Comedy's grand dame wrote best-selling memoirs long before publishers began dispensing celebrity book deals to anyone strolling a red carpet. Her new book is a series of humorous observations about people and circumstances that annoy her. Rivers' signature sarcasm starts on page 1 (she dedicates the book to Son of Sam killer David Berkowitz and O.J. Simpson) and carries through to the insulting end acknowledgments.
The vitriolic tone of the book is so over the top, it could only be satire, but some jabs cross the line and may make readers cringe instead of cackle. Rivers uses her pen as an automatic weapon, firing jokes on the page, with little prose in between. The zingers are packed so tightly, you have to wonder if she's getting paid by the punch line.
While many clever musings succeed ("If God wanted me to cook, my hands would be made of aluminum"), others feel tired, and after a few chapters, the unrelenting negativity becomes tedious.
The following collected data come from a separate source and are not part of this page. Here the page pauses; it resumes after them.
#[cfg(test)]
mod tests {
    use std::{
        sync::{Arc, Mutex},
        time::Duration,
    };

    use anyhow::{anyhow, Result};
    use async_trait::async_trait;
    use chrono::{DateTime, TimeZone, Utc};
    use tokio::time::Instant;
    use tokio_util::sync::CancellationToken;

    use crate::{
        daemon::{
            collection::{
                keystrokes::KeystrokeCounter, KeystrokeSampler, MockKeystrokeSampler,
                MockWindowSampler,
            },
            processing::{EventProcessor, TrackedEvent},
            storage::error::StoreError,
        },
        utils::{clock::Clock, logging::TEST_LOGGING, time::logical_date},
        window_api::FocusedWindow,
    };

    use super::{CoordinatorState, PollingCoordinator, PollingSettings};

    const SETTINGS: PollingSettings = PollingSettings {
        interval: Duration::from_secs(1),
        retry_backoff: Duration::from_secs(5),
        day_boundary_hour: 0,
    };

    #[derive(Clone)]
    struct TestClock {
        start_time: DateTime<Utc>,
        reference: Instant,
    }

    impl TestClock {
        fn new() -> Self {
            Self {
                start_time: Utc.with_ymd_and_hms(2018, 7, 4, 12, 0, 0).unwrap(),
                reference: Instant::now(),
            }
        }
    }

    #[async_trait]
    impl Clock for TestClock {
        fn time(&self) -> DateTime<Utc> {
            self.start_time + self.reference.elapsed()
        }

        fn instant(&self) -> Instant {
            Instant::now()
        }

        async fn sleep_until(&self, instant: Instant) {
            tokio::time::sleep_until(instant).await;
        }
    }

    /// Collects events in memory. Fails the first `failures` writes with the given error kind.
    #[derive(Clone, Default)]
    struct RecordingProcessor {
        events: Arc<Mutex<Vec<TrackedEvent>>>,
        failures: Arc<Mutex<Vec<fn() -> anyhow::Error>>>,
        finalized: Arc<Mutex<bool>>,
    }

    impl RecordingProcessor {
        fn failing_with(errors: Vec<fn() -> anyhow::Error>) -> Self {
            Self {
                failures: Arc::new(Mutex::new(errors)),
                ..Default::default()
            }
        }

        fn events(&self) -> Vec<TrackedEvent> {
            self.events.lock().unwrap().clone()
        }

        fn key_total(&self) -> u64 {
            self.events()
                .iter()
                .map(|e| match e {
                    TrackedEvent::Keys { count, .. } => *count,
                    _ => 0,
                })
                .sum()
        }
    }

    impl EventProcessor for RecordingProcessor {
        async fn process_next(&mut self, event: TrackedEvent) -> Result<()> {
            let failure = {
                let mut failures = self.failures.lock().unwrap();
                (!failures.is_empty()).then(|| failures.remove(0))
            };
            if let Some(failure) = failure {
                return Err(failure());
            }
            self.events.lock().unwrap().push(event);
            Ok(())
        }

        async fn finalize(&mut self) -> Result<()> {
            *self.finalized.lock().unwrap() = true;
            Ok(())
        }
    }

    fn transient() -> anyhow::Error {
        std::io::Error::new(std::io::ErrorKind::Other, "disk busy").into()
    }

    fn fatal() -> anyhow::Error {
        StoreError::InvalidValue {
            column: "key_count",
            value: "-1".into(),
        }
        .into()
    }

    fn window(app: &str) -> FocusedWindow {
        FocusedWindow {
            app_name: app.into(),
            window_title: None,
            browser_url: None,
        }
    }

    fn quiet_window_sampler() -> MockWindowSampler {
        let mut sampler = MockWindowSampler::new();
        sampler.expect_poll().returning(|| Ok(None));
        sampler.expect_forget().return_const(());
        sampler
    }

    fn coordinator(
        window_sampler: MockWindowSampler,
        keystroke_sampler: Option<Box<dyn KeystrokeSampler>>,
        processor: RecordingProcessor,
        shutdown: &CancellationToken,
    ) -> PollingCoordinator<RecordingProcessor> {
        PollingCoordinator::new(
            Box::new(window_sampler),
            keystroke_sampler,
            processor,
            shutdown.clone(),
            SETTINGS,
            Box::new(TestClock::new()),
        )
    }

    #[tokio::test(start_paused = true)]
    async fn records_window_changes_and_keys() -> Result<()> {
        *TEST_LOGGING;
        let mut window_sampler = MockWindowSampler::new();
        let mut items = vec![Some(window("editor")), None, Some(window("browser"))]
            .into_iter()
            .chain(std::iter::repeat(None));
        window_sampler
            .expect_poll()
            .returning(move || Ok(items.next().flatten()));

        let counter = KeystrokeCounter::new();
        let handle = counter.handle();
        handle.record(3);

        let processor = RecordingProcessor::default();
        let shutdown = CancellationToken::new();
        let coordinator = coordinator(
            window_sampler,
            Some(Box::new(counter)),
            processor.clone(),
            &shutdown,
        );

        let (_, result) = tokio::join!(
            async {
                tokio::time::sleep(Duration::from_millis(2500)).await;
                handle.record(2);
                tokio::time::sleep(Duration::from_millis(1000)).await;
                shutdown.cancel();
            },
            coordinator.run(),
        );
        result?;

        let events = processor.events();
        let windows = events
            .iter()
            .filter_map(|e| match e {
                TrackedEvent::Window { window, .. } => Some(window.app_name.as_str()),
                _ => None,
            })
            .collect::<Vec<_>>();
        assert_eq!(windows, vec!["editor", "browser"]);
        assert_eq!(processor.key_total(), 5);

        let expected_date = logical_date(Utc.with_ymd_and_hms(2018, 7, 4, 12, 0, 0).unwrap(), 0);
        for event in &events {
            match event {
                TrackedEvent::Window {
                    timestamp,
                    logical_date,
                    ..
                }
                | TrackedEvent::Keys {
                    timestamp,
                    logical_date,
                    ..
                } => {
                    assert_eq!(timestamp.timestamp_subsec_nanos(), 0);
                    assert_eq!(*logical_date, expected_date);
                }
            }
        }
        assert!(*processor.finalized.lock().unwrap());
        Ok(())
    }

    #[tokio::test(start_paused = true)]
    async fn keystrokes_are_flushed_on_shutdown() -> Result<()> {
        let counter = KeystrokeCounter::new();
        let handle = counter.handle();
        let processor = RecordingProcessor::default();
        let shutdown = CancellationToken::new();
        let coordinator = coordinator(
            quiet_window_sampler(),
            Some(Box::new(counter)),
            processor.clone(),
            &shutdown,
        );

        let (_, result) = tokio::join!(
            async {
                tokio::time::sleep(Duration::from_millis(1500)).await;
                // Typed after the last tick, only the shutdown flush can pick these up.
                handle.record(7);
                shutdown.cancel();
            },
            coordinator.run(),
        );
        result?;

        assert_eq!(processor.key_total(), 7);
        Ok(())
    }

    #[tokio::test(start_paused = true)]
    async fn transient_failures_back_off_and_keep_keys() -> Result<()> {
        let counter = KeystrokeCounter::new();
        let handle = counter.handle();
        handle.record(4);
        let processor = RecordingProcessor::failing_with(vec![transient as fn() -> anyhow::Error]);
        let shutdown = CancellationToken::new();
        let coordinator = coordinator(
            quiet_window_sampler(),
            Some(Box::new(counter)),
            processor.clone(),
            &shutdown,
        );

        let (_, result) = tokio::join!(
            async {
                tokio::time::sleep(Duration::from_millis(4000)).await;
                // Still backing off, nothing got through yet.
                assert_eq!(processor.key_total(), 0);
                tokio::time::sleep(Duration::from_millis(2000)).await;
                assert_eq!(processor.key_total(), 4);
                shutdown.cancel();
            },
            coordinator.run(),
        );
        result?;

        assert_eq!(processor.key_total(), 4);
        Ok(())
    }

    #[tokio::test(start_paused = true)]
    async fn bad_ticks_do_not_stop_the_loop() -> Result<()> {
        let mut window_sampler = MockWindowSampler::new();
        let mut polls = 0;
        window_sampler.expect_poll().returning(move || {
            polls += 1;
            match polls {
                1 => Err(anyhow!("sampler threw")),
                2 => Ok(Some(window("rejected"))),
                3 => Ok(Some(window("accepted"))),
                _ => Ok(None),
            }
        });
        window_sampler.expect_forget().times(1).return_const(());

        let mut keystroke_sampler = MockKeystrokeSampler::new();
        keystroke_sampler.expect_poll().returning(|| Ok(0));

        let processor = RecordingProcessor::failing_with(vec![fatal as fn() -> anyhow::Error]);
        let shutdown = CancellationToken::new();
        let coordinator = coordinator(
            window_sampler,
            Some(Box::new(keystroke_sampler)),
            processor.clone(),
            &shutdown,
        );

        let (_, result) = tokio::join!(
            async {
                tokio::time::sleep(Duration::from_millis(3500)).await;
                shutdown.cancel();
            },
            coordinator.run(),
        );
        result?;

        let events = processor.events();
        assert!(matches!(
            events.as_slice(),
            [TrackedEvent::Window { window, .. }] if window.app_name == "accepted"
        ));
        Ok(())
    }

    #[tokio::test(start_paused = true)]
    async fn disabled_keystrokes_write_nothing() -> Result<()> {
        let processor = RecordingProcessor::default();
        let shutdown = CancellationToken::new();
        let coordinator = coordinator(quiet_window_sampler(), None, processor.clone(), &shutdown);

        let (_, result) = tokio::join!(
            async {
                tokio::time::sleep(Duration::from_millis(2500)).await;
                shutdown.cancel();
            },
            coordinator.run(),
        );
        result?;
        assert!(processor.events().is_empty());
        Ok(())
    }

    #[tokio::test(start_paused = true)]
    async fn state_moves_through_lifecycle() -> Result<()> {
        let processor = RecordingProcessor::default();
        let shutdown = CancellationToken::new();
        let coordinator = coordinator(quiet_window_sampler(), None, processor, &shutdown);
        let mut state = coordinator.subscribe();
        assert_eq!(*state.borrow(), CoordinatorState::Stopped);

        let (_, result) = tokio::join!(
            async {
                let running = state
                    .wait_for(|s| *s == CoordinatorState::Running)
                    .await
                    .map(|_| ());
                assert!(running.is_ok());
                shutdown.cancel();
            },
            coordinator.run(),
        );
        result?;
        assert_eq!(*state.borrow(), CoordinatorState::Stopped);
        Ok(())
    }
}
Rivers is at her best when she commiserates about experiences that irritate us all. Who doesn't hate double dippers, nose pickers, annoying parents and people who talk during movies?
Clearly not mellowed by age, Rivers stays relevant. Her use of foul language and raunchy, graphic descriptions of genitalia belie her grandma-in-Chanel-suit persona. (Many of the funniest quotes are too obscene to print here.)
The book is also chock-full of contemporary pop culture references, with digs at everyone from Snooki to the Kardashians to cougars. "I hate women who date much younger men. I don't ever want to wake up in the morning and wonder, Is this my date or did I give birth last night?"
When Rivers says she hates everyone, she means it. She fearlessly mocks third rail historical figures including Ghandi, Anne Frank and Jesus. At points, she overreaches and may lose even the most politically incorrect readers. Her wrath -- aimed at traditionally off-limit targets like cancer survivors and 9/11 victims -- isn't amusing, it just feels mean.
Defenders may say she stays true to her art by pushing buttons. What's missing here is balance. In previous works, Rivers combined her caustic approach to life with honesty and vulnerability. We know she's as tough as her gel-manicured nails, but she's written about her painful struggles as a pioneer comedian, working mother and widow after her husband's suicide. Her human side inspires and empowers fans to survive challenges through laughter. "I Hate Everyone" lacks that compassion.
One look at the scores of venomous comments reacting to almost any story online and it's clear there's no shortage of haters. Rivers' persistent pessimism may be trying too hard to appeal to that crowd. She can hate everyone, but she doesn't have to be offensive to be funny. She's asking readers to swallow a bitter pill with this book. She'd better hope they don't choke.